[Supplied material Boundary: Start]

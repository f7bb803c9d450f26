#![allow(dead_code)]

use std::collections::{HashMap, VecDeque};
use std::sync::Mutex;
use std::sync::atomic::{AtomicBool, AtomicUsize, Ordering};
use std::time::Duration;

use async_trait::async_trait;
use chrono::{DateTime, NaiveDate, TimeZone, Utc};
use futures::StreamExt;
use futures::stream::{self, BoxStream};

use tradegate::adapters::file_config_adapter::FileConfigAdapter;
use tradegate::domain::config::TradingConfig;
use tradegate::domain::error::{BrokerError, TradegateError};
use tradegate::domain::ledger::{AccountSnapshot, TradeRecord};
pub use tradegate::domain::ohlcv::Bar;
use tradegate::domain::order::{AckStatus, Order, OrderAck};
use tradegate::domain::position::Position;
use tradegate::ports::broker_port::{BrokerAccount, BrokerPort};
use tradegate::ports::market_data_port::MarketDataPort;
use tradegate::ports::persistence_port::PersistencePort;

/// Cycle clock used across the integration tests.
pub fn at(hour: u32, minute: u32) -> DateTime<Utc> {
    Utc.with_ymd_and_hms(2024, 1, 2, hour, minute, 0).unwrap()
}

/// Daily bars starting 2024-01-01, one per close.
pub fn bars_from_closes(symbol: &str, closes: &[f64]) -> Vec<Bar> {
    closes
        .iter()
        .enumerate()
        .map(|(i, &close)| Bar {
            symbol: symbol.to_string(),
            timestamp: Utc.with_ymd_and_hms(2024, 1, 1, 0, 0, 0).unwrap()
                + chrono::Duration::days(i as i64),
            open: close,
            high: close + 0.5,
            low: close - 0.5,
            close,
            volume: 1000.0,
        })
        .collect()
}

/// Config with periods small enough for hand-written close series:
/// short MA 2, long MA 3, RSI 2, volume MA 2 (four bars per snapshot).
pub fn test_config(extra_trading: &str, extra_sections: &str) -> TradingConfig {
    config_with_filter(false, extra_trading, extra_sections)
}

pub fn config_with_filter(rsi_filter: bool, extra_trading: &str, extra_sections: &str) -> TradingConfig {
    let ini = format!(
        "[trading]
symbols = SPY
order_quantity = 10
bar_count = 4
{extra_trading}

[risk]
max_position_size = 10
max_daily_loss = 500
margin_rate = 0.1
stop_loss_percent = 2.0
take_profit_percent = 4.0

[strategy]
short_ma_period = 2
long_ma_period = 3
rsi_period = 2
volume_ma_period = 2
rsi_filter = {rsi_filter}

[paper]
initial_balance = 100000
slippage_pct = 0

{extra_sections}
"
    );
    TradingConfig::from_port(&FileConfigAdapter::from_string(&ini).unwrap()).unwrap()
}

// ---------------------------------------------------------------------------
// Market data
// ---------------------------------------------------------------------------

/// Replays a close series: the first call returns the first `count` bars,
/// each later call reveals one more.
pub struct MockMarketData {
    series: Mutex<HashMap<String, (Vec<Bar>, usize)>>,
    pub failing: AtomicBool,
    pub calls: AtomicUsize,
}

impl MockMarketData {
    pub fn new() -> Self {
        Self {
            series: Mutex::new(HashMap::new()),
            failing: AtomicBool::new(false),
            calls: AtomicUsize::new(0),
        }
    }

    pub fn with_closes(self, symbol: &str, closes: &[f64]) -> Self {
        self.series
            .lock()
            .unwrap()
            .insert(symbol.to_string(), (bars_from_closes(symbol, closes), 0));
        self
    }
}

#[async_trait]
impl MarketDataPort for MockMarketData {
    async fn get_bars(
        &self,
        symbol: &str,
        _timeframe: &str,
        count: usize,
    ) -> Result<Vec<Bar>, TradegateError> {
        self.calls.fetch_add(1, Ordering::SeqCst);
        if self.failing.load(Ordering::SeqCst) {
            return Err(TradegateError::MarketData {
                symbol: symbol.to_string(),
                reason: "feed down".into(),
            });
        }
        let mut series = self.series.lock().unwrap();
        let Some((bars, cursor)) = series.get_mut(symbol) else {
            return Ok(Vec::new());
        };
        *cursor = if *cursor == 0 {
            count.min(bars.len())
        } else {
            (*cursor + 1).min(bars.len())
        };
        let start = cursor.saturating_sub(count);
        Ok(bars[start..*cursor].to_vec())
    }

    async fn subscribe_stream(
        &self,
        _symbol: &str,
    ) -> Result<BoxStream<'static, Result<Bar, TradegateError>>, TradegateError> {
        Ok(stream::empty().boxed())
    }
}

// ---------------------------------------------------------------------------
// Broker
// ---------------------------------------------------------------------------

pub enum PlaceResponse {
    Ack(AckStatus),
    Fail(BrokerError),
    /// Never answers; the caller's timeout fires.
    Hang,
}

/// Broker with scripted responses. Unscripted placements fill in full at
/// the requested price; unscripted status lookups return `None`.
pub struct MockBroker {
    place_script: Mutex<VecDeque<PlaceResponse>>,
    status_script: Mutex<VecDeque<Result<Option<AckStatus>, BrokerError>>>,
    pub placed: Mutex<Vec<Order>>,
    pub place_calls: AtomicUsize,
    pub status_calls: AtomicUsize,
    pub cancel_calls: AtomicUsize,
    pub account: BrokerAccount,
    pub positions: Vec<Position>,
}

impl MockBroker {
    pub fn new() -> Self {
        Self {
            place_script: Mutex::new(VecDeque::new()),
            status_script: Mutex::new(VecDeque::new()),
            placed: Mutex::new(Vec::new()),
            place_calls: AtomicUsize::new(0),
            status_calls: AtomicUsize::new(0),
            cancel_calls: AtomicUsize::new(0),
            account: BrokerAccount {
                balance: 100_000.0,
                equity: 100_000.0,
                margin_used: 0.0,
                free_margin: 100_000.0,
            },
            positions: Vec::new(),
        }
    }

    pub fn on_place(self, response: PlaceResponse) -> Self {
        self.place_script.lock().unwrap().push_back(response);
        self
    }

    pub fn on_status(self, response: Result<Option<AckStatus>, BrokerError>) -> Self {
        self.status_script.lock().unwrap().push_back(response);
        self
    }

    pub fn with_account(mut self, balance: f64) -> Self {
        self.account = BrokerAccount {
            balance,
            equity: balance,
            margin_used: 0.0,
            free_margin: balance,
        };
        self
    }

    pub fn with_position(mut self, position: Position) -> Self {
        self.positions.push(position);
        self
    }

    fn ack(&self, client_order_id: &str, status: AckStatus) -> OrderAck {
        OrderAck {
            broker_order_id: format!("B-{client_order_id}"),
            client_order_id: client_order_id.to_string(),
            status,
            commission: 0.0,
        }
    }
}

#[async_trait]
impl BrokerPort for MockBroker {
    async fn place_order(&self, order: &Order) -> Result<OrderAck, BrokerError> {
        self.place_calls.fetch_add(1, Ordering::SeqCst);
        self.placed.lock().unwrap().push(order.clone());
        let scripted = self.place_script.lock().unwrap().pop_front();
        match scripted {
            Some(PlaceResponse::Ack(status)) => Ok(self.ack(&order.id, status)),
            Some(PlaceResponse::Fail(err)) => Err(err),
            Some(PlaceResponse::Hang) => {
                tokio::time::sleep(Duration::from_secs(3600)).await;
                Err(BrokerError::Timeout)
            }
            None => Ok(self.ack(
                &order.id,
                AckStatus::Filled {
                    filled_quantity: order.quantity,
                    average_price: order.requested_price,
                },
            )),
        }
    }

    async fn cancel_order(&self, _broker_order_id: &str) -> Result<(), BrokerError> {
        self.cancel_calls.fetch_add(1, Ordering::SeqCst);
        Ok(())
    }

    async fn order_status(&self, client_order_id: &str) -> Result<Option<OrderAck>, BrokerError> {
        self.status_calls.fetch_add(1, Ordering::SeqCst);
        let scripted = self.status_script.lock().unwrap().pop_front();
        match scripted {
            Some(Ok(Some(status))) => Ok(Some(self.ack(client_order_id, status))),
            Some(Ok(None)) | None => Ok(None),
            Some(Err(e)) => Err(e),
        }
    }

    async fn get_account(&self) -> Result<BrokerAccount, BrokerError> {
        Ok(self.account.clone())
    }

    async fn get_positions(&self) -> Result<Vec<Position>, BrokerError> {
        Ok(self.positions.clone())
    }
}

// ---------------------------------------------------------------------------
// Persistence
// ---------------------------------------------------------------------------

/// In-memory store. While `failing` is set every write returns an error.
pub struct MockPersistence {
    pub failing: AtomicBool,
    pub bars: Mutex<Vec<Bar>>,
    pub trades: Mutex<Vec<TradeRecord>>,
    pub snapshots: Mutex<Vec<AccountSnapshot>>,
    pub daily_pnl: Mutex<HashMap<NaiveDate, f64>>,
    pub bar_inserts: AtomicUsize,
}

impl MockPersistence {
    pub fn new() -> Self {
        Self {
            failing: AtomicBool::new(false),
            bars: Mutex::new(Vec::new()),
            trades: Mutex::new(Vec::new()),
            snapshots: Mutex::new(Vec::new()),
            daily_pnl: Mutex::new(HashMap::new()),
            bar_inserts: AtomicUsize::new(0),
        }
    }

    pub fn with_trades(self, trades: Vec<TradeRecord>) -> Self {
        self.trades.lock().unwrap().extend(trades);
        self
    }

    pub fn set_failing(&self, failing: bool) {
        self.failing.store(failing, Ordering::SeqCst);
    }

    fn check(&self) -> Result<(), TradegateError> {
        if self.failing.load(Ordering::SeqCst) {
            return Err(TradegateError::Persistence {
                reason: "disk unavailable".into(),
            });
        }
        Ok(())
    }
}

impl PersistencePort for MockPersistence {
    fn insert_bars(&self, bars: &[Bar]) -> Result<usize, TradegateError> {
        self.check()?;
        self.bar_inserts.fetch_add(1, Ordering::SeqCst);
        let mut stored = self.bars.lock().unwrap();
        let mut inserted = 0;
        for bar in bars {
            let exists = stored
                .iter()
                .any(|b| b.symbol == bar.symbol && b.timestamp == bar.timestamp);
            if !exists {
                stored.push(bar.clone());
                inserted += 1;
            }
        }
        Ok(inserted)
    }

    fn insert_trade(&self, trade: &TradeRecord) -> Result<(), TradegateError> {
        self.check()?;
        self.trades.lock().unwrap().push(trade.clone());
        Ok(())
    }

    fn insert_account_snapshot(&self, snapshot: &AccountSnapshot) -> Result<(), TradegateError> {
        self.check()?;
        self.snapshots.lock().unwrap().push(snapshot.clone());
        Ok(())
    }

    fn query_latest_window(&self, symbol: &str, n: usize) -> Result<Vec<Bar>, TradegateError> {
        let stored = self.bars.lock().unwrap();
        let mut bars: Vec<Bar> = stored.iter().filter(|b| b.symbol == symbol).cloned().collect();
        bars.sort_by_key(|b| b.timestamp);
        let skip = bars.len().saturating_sub(n);
        Ok(bars.split_off(skip))
    }

    fn query_today_trades(
        &self,
        symbol: Option<&str>,
        day_start: DateTime<Utc>,
    ) -> Result<Vec<TradeRecord>, TradegateError> {
        Ok(self
            .trades
            .lock()
            .unwrap()
            .iter()
            .filter(|t| t.timestamp >= day_start)
            .filter(|t| symbol.is_none_or(|s| t.symbol == s))
            .cloned()
            .collect())
    }

    fn latest_account_snapshot(&self) -> Result<Option<AccountSnapshot>, TradegateError> {
        Ok(self.snapshots.lock().unwrap().last().cloned())
    }

    fn upsert_daily_pnl(&self, day: NaiveDate, realized_pnl: f64) -> Result<(), TradegateError> {
        self.check()?;
        self.daily_pnl.lock().unwrap().insert(day, realized_pnl);
        Ok(())
    }

    fn query_daily_pnl(&self, day: NaiveDate) -> Result<Option<f64>, TradegateError> {
        self.check()?;
        Ok(self.daily_pnl.lock().unwrap().get(&day).copied())
    }
}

[Supplied material Boundary: End]

Exercise brief:
Return, from the material above, every line with the word "else".

Solution:
        let Some((bars, cursor)) = series.get_mut(symbol) else {
        } else {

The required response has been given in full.